Input for this task START

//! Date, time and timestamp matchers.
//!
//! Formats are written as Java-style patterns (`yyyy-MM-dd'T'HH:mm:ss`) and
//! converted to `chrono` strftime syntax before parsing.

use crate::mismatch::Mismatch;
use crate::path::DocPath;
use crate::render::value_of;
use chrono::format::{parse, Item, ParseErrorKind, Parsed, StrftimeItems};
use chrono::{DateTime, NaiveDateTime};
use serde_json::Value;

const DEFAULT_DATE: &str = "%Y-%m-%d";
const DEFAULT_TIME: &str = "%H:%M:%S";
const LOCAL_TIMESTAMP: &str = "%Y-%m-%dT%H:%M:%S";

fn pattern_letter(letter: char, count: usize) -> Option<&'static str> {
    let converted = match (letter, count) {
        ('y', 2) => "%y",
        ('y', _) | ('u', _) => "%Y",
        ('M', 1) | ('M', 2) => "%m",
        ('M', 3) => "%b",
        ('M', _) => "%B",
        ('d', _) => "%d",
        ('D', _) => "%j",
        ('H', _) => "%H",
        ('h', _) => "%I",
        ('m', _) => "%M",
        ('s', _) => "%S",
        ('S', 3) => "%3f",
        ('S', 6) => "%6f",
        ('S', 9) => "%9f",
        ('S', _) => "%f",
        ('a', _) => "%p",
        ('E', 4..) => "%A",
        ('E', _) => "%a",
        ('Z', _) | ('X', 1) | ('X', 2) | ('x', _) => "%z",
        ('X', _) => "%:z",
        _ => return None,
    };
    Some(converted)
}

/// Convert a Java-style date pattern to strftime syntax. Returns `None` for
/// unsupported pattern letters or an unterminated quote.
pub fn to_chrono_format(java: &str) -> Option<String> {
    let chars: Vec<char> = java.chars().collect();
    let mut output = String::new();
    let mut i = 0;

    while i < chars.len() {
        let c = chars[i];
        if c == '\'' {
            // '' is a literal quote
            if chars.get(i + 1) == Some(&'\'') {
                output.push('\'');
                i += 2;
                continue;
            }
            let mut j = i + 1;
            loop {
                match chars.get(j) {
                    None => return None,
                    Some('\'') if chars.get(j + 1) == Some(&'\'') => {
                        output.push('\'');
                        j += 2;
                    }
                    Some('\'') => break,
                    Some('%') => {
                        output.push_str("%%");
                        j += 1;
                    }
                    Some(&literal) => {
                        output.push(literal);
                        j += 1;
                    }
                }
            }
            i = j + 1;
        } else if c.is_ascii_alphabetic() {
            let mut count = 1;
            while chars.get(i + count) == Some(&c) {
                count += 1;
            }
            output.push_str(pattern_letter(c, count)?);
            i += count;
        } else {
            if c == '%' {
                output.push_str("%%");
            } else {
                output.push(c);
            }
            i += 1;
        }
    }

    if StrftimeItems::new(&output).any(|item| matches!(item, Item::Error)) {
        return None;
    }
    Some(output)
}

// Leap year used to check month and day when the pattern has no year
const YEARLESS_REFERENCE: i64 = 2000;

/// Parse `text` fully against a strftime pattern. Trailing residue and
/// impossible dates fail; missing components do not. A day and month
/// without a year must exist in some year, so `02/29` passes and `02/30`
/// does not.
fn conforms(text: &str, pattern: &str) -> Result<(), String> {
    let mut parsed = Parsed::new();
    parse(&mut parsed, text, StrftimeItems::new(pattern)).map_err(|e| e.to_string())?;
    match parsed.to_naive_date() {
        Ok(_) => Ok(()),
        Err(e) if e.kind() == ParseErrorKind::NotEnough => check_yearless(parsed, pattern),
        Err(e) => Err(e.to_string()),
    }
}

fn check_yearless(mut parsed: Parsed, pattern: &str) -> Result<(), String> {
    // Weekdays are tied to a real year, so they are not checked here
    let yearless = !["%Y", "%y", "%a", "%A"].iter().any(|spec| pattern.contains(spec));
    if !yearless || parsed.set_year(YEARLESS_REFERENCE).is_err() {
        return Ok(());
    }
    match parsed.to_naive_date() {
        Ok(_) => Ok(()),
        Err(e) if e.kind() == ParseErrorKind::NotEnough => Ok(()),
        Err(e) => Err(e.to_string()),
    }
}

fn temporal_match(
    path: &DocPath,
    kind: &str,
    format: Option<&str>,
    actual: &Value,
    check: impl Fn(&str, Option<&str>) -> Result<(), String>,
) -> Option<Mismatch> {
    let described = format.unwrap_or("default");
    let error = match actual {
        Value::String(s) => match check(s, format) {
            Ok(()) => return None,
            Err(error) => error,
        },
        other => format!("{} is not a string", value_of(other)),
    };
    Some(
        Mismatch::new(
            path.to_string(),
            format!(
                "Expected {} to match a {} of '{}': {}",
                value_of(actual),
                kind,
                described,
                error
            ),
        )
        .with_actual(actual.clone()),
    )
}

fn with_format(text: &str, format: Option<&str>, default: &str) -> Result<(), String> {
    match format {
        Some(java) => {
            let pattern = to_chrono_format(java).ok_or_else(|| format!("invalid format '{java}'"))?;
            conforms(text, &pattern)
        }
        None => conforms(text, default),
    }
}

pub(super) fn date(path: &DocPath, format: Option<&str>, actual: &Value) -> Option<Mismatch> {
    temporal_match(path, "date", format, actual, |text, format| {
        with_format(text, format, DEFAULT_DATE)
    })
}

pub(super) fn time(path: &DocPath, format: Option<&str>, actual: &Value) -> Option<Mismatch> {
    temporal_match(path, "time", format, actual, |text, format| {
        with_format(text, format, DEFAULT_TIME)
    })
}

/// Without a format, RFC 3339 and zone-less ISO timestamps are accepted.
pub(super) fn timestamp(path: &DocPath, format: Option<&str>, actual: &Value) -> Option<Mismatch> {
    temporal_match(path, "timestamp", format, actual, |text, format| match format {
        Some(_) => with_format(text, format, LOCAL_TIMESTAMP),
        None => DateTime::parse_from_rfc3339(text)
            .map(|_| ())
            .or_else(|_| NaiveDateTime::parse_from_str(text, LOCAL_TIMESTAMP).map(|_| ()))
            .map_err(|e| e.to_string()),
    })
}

Input for this task END

_What the task asks_. From first line to last, transcribe the material exactly.

_Written response_.
//! Date, time and timestamp matchers.
//!
//! Formats are written as Java-style patterns (`yyyy-MM-dd'T'HH:mm:ss`) and
//! converted to `chrono` strftime syntax before parsing.

use crate::mismatch::Mismatch;
use crate::path::DocPath;
use crate::render::value_of;
use chrono::format::{parse, Item, ParseErrorKind, Parsed, StrftimeItems};
use chrono::{DateTime, NaiveDateTime};
use serde_json::Value;

const DEFAULT_DATE: &str = "%Y-%m-%d";
const DEFAULT_TIME: &str = "%H:%M:%S";
const LOCAL_TIMESTAMP: &str = "%Y-%m-%dT%H:%M:%S";

fn pattern_letter(letter: char, count: usize) -> Option<&'static str> {
    let converted = match (letter, count) {
        ('y', 2) => "%y",
        ('y', _) | ('u', _) => "%Y",
        ('M', 1) | ('M', 2) => "%m",
        ('M', 3) => "%b",
        ('M', _) => "%B",
        ('d', _) => "%d",
        ('D', _) => "%j",
        ('H', _) => "%H",
        ('h', _) => "%I",
        ('m', _) => "%M",
        ('s', _) => "%S",
        ('S', 3) => "%3f",
        ('S', 6) => "%6f",
        ('S', 9) => "%9f",
        ('S', _) => "%f",
        ('a', _) => "%p",
        ('E', 4..) => "%A",
        ('E', _) => "%a",
        ('Z', _) | ('X', 1) | ('X', 2) | ('x', _) => "%z",
        ('X', _) => "%:z",
        _ => return None,
    };
    Some(converted)
}

/// Convert a Java-style date pattern to strftime syntax. Returns `None` for
/// unsupported pattern letters or an unterminated quote.
pub fn to_chrono_format(java: &str) -> Option<String> {
    let chars: Vec<char> = java.chars().collect();
    let mut output = String::new();
    let mut i = 0;

    while i < chars.len() {
        let c = chars[i];
        if c == '\'' {
            // '' is a literal quote
            if chars.get(i + 1) == Some(&'\'') {
                output.push('\'');
                i += 2;
                continue;
            }
            let mut j = i + 1;
            loop {
                match chars.get(j) {
                    None => return None,
                    Some('\'') if chars.get(j + 1) == Some(&'\'') => {
                        output.push('\'');
                        j += 2;
                    }
                    Some('\'') => break,
                    Some('%') => {
                        output.push_str("%%");
                        j += 1;
                    }
                    Some(&literal) => {
                        output.push(literal);
                        j += 1;
                    }
                }
            }
            i = j + 1;
        } else if c.is_ascii_alphabetic() {
            let mut count = 1;
            while chars.get(i + count) == Some(&c) {
                count += 1;
            }
            output.push_str(pattern_letter(c, count)?);
            i += count;
        } else {
            if c == '%' {
                output.push_str("%%");
            } else {
                output.push(c);
            }
            i += 1;
        }
    }

    if StrftimeItems::new(&output).any(|item| matches!(item, Item::Error)) {
        return None;
    }
    Some(output)
}

// Leap year used to check month and day when the pattern has no year
const YEARLESS_REFERENCE: i64 = 2000;

/// Parse `text` fully against a strftime pattern. Trailing residue and
/// impossible dates fail; missing components do not. A day and month
/// without a year must exist in some year, so `02/29` passes and `02/30`
/// does not.
fn conforms(text: &str, pattern: &str) -> Result<(), String> {
    let mut parsed = Parsed::new();
    parse(&mut parsed, text, StrftimeItems::new(pattern)).map_err(|e| e.to_string())?;
    match parsed.to_naive_date() {
        Ok(_) => Ok(()),
        Err(e) if e.kind() == ParseErrorKind::NotEnough => check_yearless(parsed, pattern),
        Err(e) => Err(e.to_string()),
    }
}

fn check_yearless(mut parsed: Parsed, pattern: &str) -> Result<(), String> {
    // Weekdays are tied to a real year, so they are not checked here
    let yearless = !["%Y", "%y", "%a", "%A"].iter().any(|spec| pattern.contains(spec));
    if !yearless || parsed.set_year(YEARLESS_REFERENCE).is_err() {
        return Ok(());
    }
    match parsed.to_naive_date() {
        Ok(_) => Ok(()),
        Err(e) if e.kind() == ParseErrorKind::NotEnough => Ok(()),
        Err(e) => Err(e.to_string()),
    }
}

fn temporal_match(
    path: &DocPath,
    kind: &str,
    format: Option<&str>,
    actual: &Value,
    check: impl Fn(&str, Option<&str>) -> Result<(), String>,
) -> Option<Mismatch> {
    let described = format.unwrap_or("default");
    let error = match actual {
        Value::String(s) => match check(s, format) {
            Ok(()) => return None,
            Err(error) => error,
        },
        other => format!("{} is not a string", value_of(other)),
    };
    Some(
        Mismatch::new(
            path.to_string(),
            format!(
                "Expected {} to match a {} of '{}': {}",
                value_of(actual),
                kind,
                described,
                error
            ),
        )
        .with_actual(actual.clone()),
    )
}

fn with_format(text: &str, format: Option<&str>, default: &str) -> Result<(), String> {
    match format {
        Some(java) => {
            let pattern = to_chrono_format(java).ok_or_else(|| format!("invalid format '{java}'"))?;
            conforms(text, &pattern)
        }
        None => conforms(text, default),
    }
}

pub(super) fn date(path: &DocPath, format: Option<&str>, actual: &Value) -> Option<Mismatch> {
    temporal_match(path, "date", format, actual, |text, format| {
        with_format(text, format, DEFAULT_DATE)
    })
}

pub(super) fn time(path: &DocPath, format: Option<&str>, actual: &Value) -> Option<Mismatch> {
    temporal_match(path, "time", format, actual, |text, format| {
        with_format(text, format, DEFAULT_TIME)
    })
}

/// Without a format, RFC 3339 and zone-less ISO timestamps are accepted.
pub(super) fn timestamp(path: &DocPath, format: Option<&str>, actual: &Value) -> Option<Mismatch> {
    temporal_match(path, "timestamp", format, actual, |text, format| match format {
        Some(_) => with_format(text, format, LOCAL_TIMESTAMP),
        None => DateTime::parse_from_rfc3339(text)
            .map(|_| ())
            .or_else(|_| NaiveDateTime::parse_from_str(text, LOCAL_TIMESTAMP).map(|_| ()))
            .map_err(|e| e.to_string()),
    })
}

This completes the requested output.